• WHAT YOU NEED TO DO
In the data that follows, find the line with "let hi = j.saturating_add(max_distance).min(m);"; transcribe it, every later line up to the one with "if row_min >", and that line as well, exactly and with no others.

[Stored items]
□ □ □ □ □ □ □

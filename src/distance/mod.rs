//! Exact edit-distance computation used to rank index candidates.
//!
//! Two implementations are provided:
//! - **Unbounded**: two-row dynamic programming ([`standard_distance`])
//! - **Bounded**: banded dynamic programming that gives up as soon as the
//!   distance is known to exceed a cutoff ([`bounded_distance`])
//!
//! The index only ever needs the bounded form. It reaches it through the
//! [`BoundedDistance`] trait so callers can plug in their own metric.

use smallvec::SmallVec;

/// Edit distance with an early-abort cutoff.
///
/// Implementations must be symmetric and must return `None` exactly when the
/// distance between `source` and `target` exceeds `max_distance`.
pub trait BoundedDistance {
    /// Distance between `source` and `target`, or `None` if it is greater
    /// than `max_distance`.
    fn distance_within(&self, source: &str, target: &str, max_distance: usize) -> Option<usize>;
}

impl<F> BoundedDistance for F
where
    F: Fn(&str, &str, usize) -> Option<usize>,
{
    #[inline]
    fn distance_within(&self, source: &str, target: &str, max_distance: usize) -> Option<usize> {
        self(source, target, max_distance)
    }
}

/// Standard Levenshtein distance (insert, delete, substitute), computed with
/// [`bounded_distance`].
///
/// This is a zero-sized type, so indexes using the default metric carry no
/// extra state.
#[derive(Debug, Clone, Copy, Default, PartialEq, Eq, Hash)]
pub struct Levenshtein;

impl BoundedDistance for Levenshtein {
    #[inline]
    fn distance_within(&self, source: &str, target: &str, max_distance: usize) -> Option<usize> {
        bounded_distance(source, target, max_distance)
    }
}

type CharBuf = SmallVec<[char; 32]>;

/// Strip common prefix and suffix from two character slices.
///
/// Neither affix changes the edit distance, and removing them shrinks the DP
/// matrix considerably for near-identical strings.
#[inline]
pub(crate) fn strip_common_affixes<'a>(a: &'a [char], b: &'a [char]) -> (&'a [char], &'a [char]) {
    let prefix_len = a.iter().zip(b).take_while(|(x, y)| x == y).count();
    let (a, b) = (&a[prefix_len..], &b[prefix_len..]);

    let suffix_len = a
        .iter()
        .rev()
        .zip(b.iter().rev())
        .take_while(|(x, y)| x == y)
        .count();

    (&a[..a.len() - suffix_len], &b[..b.len() - suffix_len])
}

/// Compute standard Levenshtein distance between two strings.
///
/// Distance is measured in Unicode scalar values, not bytes.
///
/// # Example
///
/// ```rust
/// use state_set_index::distance::standard_distance;
///
/// assert_eq!(standard_distance("kitten", "sitting"), 3);
/// assert_eq!(standard_distance("Müller", "Muller"), 1);
/// ```
pub fn standard_distance(source: &str, target: &str) -> usize {
    let source_chars: CharBuf = source.chars().collect();
    let target_chars: CharBuf = target.chars().collect();
    let (a, b) = strip_common_affixes(&source_chars, &target_chars);

    let m = a.len();
    let n = b.len();

    if m == 0 {
        return n;
    }
    if n == 0 {
        return m;
    }

    let mut prev_row: Vec<usize> = (0..=n).collect();
    let mut curr_row = vec![0; n + 1];

    for i in 1..=m {
        curr_row[0] = i;

        for j in 1..=n {
            let cost = usize::from(a[i - 1] != b[j - 1]);

            curr_row[j] = (prev_row[j] + 1) // deletion
                .min(curr_row[j - 1] + 1) // insertion
                .min(prev_row[j - 1] + cost); // substitution
        }

        std::mem::swap(&mut prev_row, &mut curr_row);
    }

    prev_row[n]
}

/// Compute Levenshtein distance, giving up once it must exceed `max_distance`.
///
/// Only the diagonal band `|i - j| <= max_distance` of the DP matrix is
/// filled, and the computation stops as soon as every cell of a row is above
/// the cutoff. Returns `None` when the distance is greater than
/// `max_distance`.
///
/// # Example
///
/// ```rust
/// use state_set_index::distance::bounded_distance;
///
/// assert_eq!(bounded_distance("Mustre", "Muster", 2), Some(2));
/// assert_eq!(bounded_distance("Mustre", "Muster", 1), None);
/// ```
pub fn bounded_distance(source: &str, target: &str, max_distance: usize) -> Option<usize> {
    let source_chars: CharBuf = source.chars().collect();
    let target_chars: CharBuf = target.chars().collect();
    let (a, b) = strip_common_affixes(&source_chars, &target_chars);

    // Rows run over the longer string, columns over the shorter one.
    let (short, long) = if a.len() <= b.len() { (a, b) } else { (b, a) };
    let m = short.len();
    let n = long.len();

    if n - m > max_distance {
        return None;
    }
    if m == 0 {
        return Some(n);
    }

    const FAR: usize = usize::MAX;

    let mut prev_row = vec![FAR; m + 1];
    for (i, cell) in prev_row.iter_mut().enumerate().take(m.min(max_distance) + 1) {
        *cell = i;
    }
    let mut curr_row = vec![FAR; m + 1];

    for j in 1..=n {
        let lo = j.saturating_sub(max_distance);
        let hi = j.saturating_add(max_distance).min(m);
        if lo > hi {
            return None;
        }

        if lo == 0 {
            curr_row[0] = j;
        } else {
            curr_row[lo - 1] = FAR;
        }

        let c = long[j - 1];
        for i in lo.max(1)..=hi {
            let cost = usize::from(short[i - 1] != c);

            curr_row[i] = prev_row[i - 1]
                .saturating_add(cost) // substitution
                .min(prev_row[i].saturating_add(1)) // deletion
                .min(curr_row[i - 1].saturating_add(1)); // insertion
        }

        if hi < m {
            curr_row[hi + 1] = FAR;
        }

        let row_min = curr_row[lo..=hi].iter().copied().min().unwrap_or(FAR);
        if row_min > max_distance {
            return None;
        }

        std::mem::swap(&mut prev_row, &mut curr_row);
    }

    let distance = prev_row[m];
    (distance <= max_distance).then_some(distance)
}
//! Which automaton frontiers contribute ranking candidates.

/// Candidate coverage of a lookup.
///
/// The trie only encodes the first `prefix_length` characters of every
/// entry, so the frontier reached after the query's own indexed prefix can
/// miss entries whose best alignment crosses that boundary (for example
/// query `"abc"` against entry `"xabc"` with prefix length 3 and threshold
/// 1). The two modes trade that recall for speed.
#[derive(Debug, Clone, Copy, PartialEq, Eq, Hash, Default)]
#[cfg_attr(
    feature = "serialization",
    derive(serde::Serialize, serde::Deserialize),
    serde(rename_all = "kebab-case")
)]
pub enum Coverage {
    /// Every entry within the threshold is a candidate.
    ///
    /// Up to `prefix_length + threshold` query characters are consumed and
    /// candidates are collected after every step: nodes at the indexed depth
    /// (whose entries may be truncated) always contribute, shallower nodes
    /// contribute when the unconsumed rest of the query can still be deleted
    /// within the threshold.
    #[default]
    Complete,

    /// Only the frontier reached after consuming the query's indexed prefix
    /// contributes.
    ///
    /// Fewer candidates reach the exact ranking, at the price of possibly
    /// missing matches whose alignment straddles the prefix boundary.
    IndexedPrefix,
}

impl Coverage {
    /// Get a human-readable name for this coverage mode
    pub fn name(&self) -> &'static str {
        match self {
            Coverage::Complete => "complete",
            Coverage::IndexedPrefix => "indexed-prefix",
        }
    }

    /// Number of query characters consumed for a query of `query_len`
    /// characters.
    pub(crate) fn steps(&self, query_len: usize, prefix_length: usize, threshold: usize) -> usize {
        match self {
            Coverage::Complete => query_len.min(prefix_length.saturating_add(threshold)),
            Coverage::IndexedPrefix => query_len.min(prefix_length),
        }
    }
}

impl std::fmt::Display for Coverage {
    fn fmt(&self, f: &mut std::fmt::Formatter<'_>) -> std::fmt::Result {
        f.write_str(self.name())
    }
}

impl std::str::FromStr for Coverage {
    type Err = String;

    fn from_str(s: &str) -> Result<Self, Self::Err> {
        match s.to_lowercase().as_str() {
            "complete" | "full" => Ok(Coverage::Complete),
            "indexed-prefix" | "prefix" => Ok(Coverage::IndexedPrefix),
            _ => Err(format!(
                "Unknown coverage: {}. Valid options: complete, indexed-prefix",
                s
            )),
        }
    }
}

#[cfg(test)]
mod tests {
    use super::*;

    #[test]
    fn test_steps() {
        assert_eq!(Coverage::IndexedPrefix.steps(10, 6, 2), 6);
        assert_eq!(Coverage::IndexedPrefix.steps(3, 6, 2), 3);
        assert_eq!(Coverage::Complete.steps(10, 6, 2), 8);
        assert_eq!(Coverage::Complete.steps(7, 6, 2), 7);
        assert_eq!(Coverage::Complete.steps(3, 6, usize::MAX), 3);
    }

    #[test]
    fn test_parse() {
        assert_eq!("complete".parse::<Coverage>(), Ok(Coverage::Complete));
        assert_eq!("Prefix".parse::<Coverage>(), Ok(Coverage::IndexedPrefix));
        assert_eq!(Coverage::IndexedPrefix.to_string(), "indexed-prefix");
        assert!("partial".parse::<Coverage>().is_err());
    }
}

□ □ □ □ □ □ □

• SOLVED PROBLEM
        let hi = j.saturating_add(max_distance).min(m);
        if lo > hi {
            return None;
        }

        if lo == 0 {
            curr_row[0] = j;
        } else {
            curr_row[lo - 1] = FAR;
        }

        let c = long[j - 1];
        for i in lo.max(1)..=hi {
            let cost = usize::from(short[i - 1] != c);

            curr_row[i] = prev_row[i - 1]
                .saturating_add(cost) // substitution
                .min(prev_row[i].saturating_add(1)) // deletion
                .min(curr_row[i - 1].saturating_add(1)); // insertion
        }

        if hi < m {
            curr_row[hi + 1] = FAR;
        }

        let row_min = curr_row[lo..=hi].iter().copied().min().unwrap_or(FAR);
        if row_min > max_distance {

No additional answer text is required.